Sensors (Basel). 2018 Aug 31;18(9):2889. doi: 10.3390/s18092889.
Information-Centric Networking (ICN) is a new Internet architecture design, which is considered as the global-scale Future Internet (FI) paradigm. Though ICN offers considerable benefits over the existing IP-based Internet architecture, its practical deployment in real life still has many challenges, especially in the case of high congestion and limited power in a sensor enabled-network for the Internet of Things (IoT) era. In this paper, we propose a smart congestion control mechanism to diminish the network congestion rate, reduce sensor power consumptions, and enhance the network performance of ICN at the same time to realize a complete green and efficient ICN-based sensor networking model. The proposed network system uses the chunk-by-chunk aggregated packets according to the content popularity to diminish the number of exchanged packets needed for data transmission. We also design the sensor power-based cache management strategy, and an adaptive Markov-based sensor scheduling policy with selective sensing algorithm to further maximize power savings for the sensors.

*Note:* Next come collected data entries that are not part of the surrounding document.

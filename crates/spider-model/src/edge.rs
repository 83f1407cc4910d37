// SPDX-License-Identifier: Apache-2.0
//! Edges and the delays attached to them.

use spider_expr::Expression;

/// A non-negative-integer-valued initial-tokens attachment on an [`Edge`].
#[derive(Debug, Clone)]
pub struct Delay {
    value: i64,
    setter: Option<(usize, usize)>,
    getter: Option<(usize, usize)>,
    persistent: bool,
    /// Number of past iteration generations this delay's buffer keeps
    /// alive at once. `1` for an ordinary persistent delay; a
    /// local-persistent delay declares a higher count to window across
    /// several iterations.
    level_count: usize,
}

impl Delay {
    pub(crate) fn new(
        value: i64,
        setter: Option<(usize, usize)>,
        getter: Option<(usize, usize)>,
        persistent: bool,
    ) -> Self {
        Self::with_level_count(value, setter, getter, persistent, 1)
    }

    pub(crate) fn with_level_count(
        value: i64,
        setter: Option<(usize, usize)>,
        getter: Option<(usize, usize)>,
        persistent: bool,
        level_count: usize,
    ) -> Self {
        Self {
            value,
            setter,
            getter,
            persistent,
            level_count,
        }
    }

    /// Number of iteration generations this delay's buffer windows across.
    pub fn level_count(&self) -> usize {
        self.level_count
    }

    /// Number of initial tokens this delay materializes.
    pub fn value(&self) -> i64 {
        self.value
    }

    /// The (vertex, port) that supplies this delay's initial tokens, if any.
    pub fn setter(&self) -> Option<(usize, usize)> {
        self.setter
    }

    /// The (vertex, port) that consumes this delay's final tokens, if any.
    pub fn getter(&self) -> Option<(usize, usize)> {
        self.getter
    }

    /// `true` if this delay's buffer survives across top-graph iterations.
    pub fn is_persistent(&self) -> bool {
        self.persistent
    }
}

/// A directed connection between two vertex ports, carrying rate
/// expressions evaluated against the owning graph's parameters.
#[derive(Debug, Clone)]
pub struct Edge {
    index: usize,
    src_vertex: usize,
    src_port: usize,
    src_rate: Expression,
    snk_vertex: usize,
    snk_port: usize,
    snk_rate: Expression,
    delay: Option<Delay>,
}

impl Edge {
    #[allow(clippy::too_many_arguments)]
    pub(crate) fn new(
        index: usize,
        src_vertex: usize,
        src_port: usize,
        src_rate: Expression,
        snk_vertex: usize,
        snk_port: usize,
        snk_rate: Expression,
    ) -> Self {
        Self {
            index,
            src_vertex,
            src_port,
            src_rate,
            snk_vertex,
            snk_port,
            snk_rate,
            delay: None,
        }
    }

    /// This edge's stable index within its owner graph.
    pub fn index(&self) -> usize {
        self.index
    }

    /// Source vertex index.
    pub fn src_vertex(&self) -> usize {
        self.src_vertex
    }

    /// Source port index.
    pub fn src_port(&self) -> usize {
        self.src_port
    }

    /// The compiled source-rate expression.
    pub fn src_rate(&self) -> &Expression {
        &self.src_rate
    }

    /// Sink vertex index.
    pub fn snk_vertex(&self) -> usize {
        self.snk_vertex
    }

    /// Sink port index.
    pub fn snk_port(&self) -> usize {
        self.snk_port
    }

    /// The compiled sink-rate expression.
    pub fn snk_rate(&self) -> &Expression {
        &self.snk_rate
    }

    /// This edge's delay, if any.
    pub fn delay(&self) -> Option<&Delay> {
        self.delay.as_ref()
    }

    /// `true` iff source and sink vertex indices are equal.
    pub fn is_self_loop(&self) -> bool {
        self.src_vertex == self.snk_vertex
    }

    pub(crate) fn attach_delay(&mut self, delay: Delay) {
        self.delay = Some(delay);
    }
}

The evaluation results using ndnSIM (a widely-used ICN simulator) show that the proposed model can provide higher network performance efficiency with lower energy consumption for the future Internet by achieving higher throughput with higher cache hit rate and lower Interest packet drop rate as we increase the number of IoT sensors in ICN.
信息中心网络(ICN)是一种新的互联网架构设计,被认为是全球范围的未来互联网(FI)范例。虽然 ICN 相对于现有的基于 IP 的互联网架构提供了相当大的优势,但在物联网(IoT)时代的传感器支持网络中,其实际部署仍然存在许多挑战,特别是在高拥塞和有限电源的情况下。在本文中,我们提出了一种智能拥塞控制机制,以降低网络拥塞率,减少传感器功耗,并同时提高 ICN 的网络性能,以实现完整的绿色高效基于 ICN 的传感器网络模型。所提出的网络系统根据内容流行度使用逐块聚合数据包,以减少数据传输所需交换的数据包数量。我们还设计了基于传感器功率的缓存管理策略,以及具有选择性传感算法的自适应马尔可夫传感器调度策略,以进一步为传感器最大程度地节省功率。使用 ndnSIM(一种广泛使用的 ICN 模拟器)进行的评估结果表明,随着 ICN 中 IoT 传感器数量的增加,通过实现更高的吞吐量、更高的缓存命中率和更低的兴趣包丢弃率,所提出的模型可以通过更高的网络性能效率和更低的能耗为未来互联网提供更高的网络性能效率。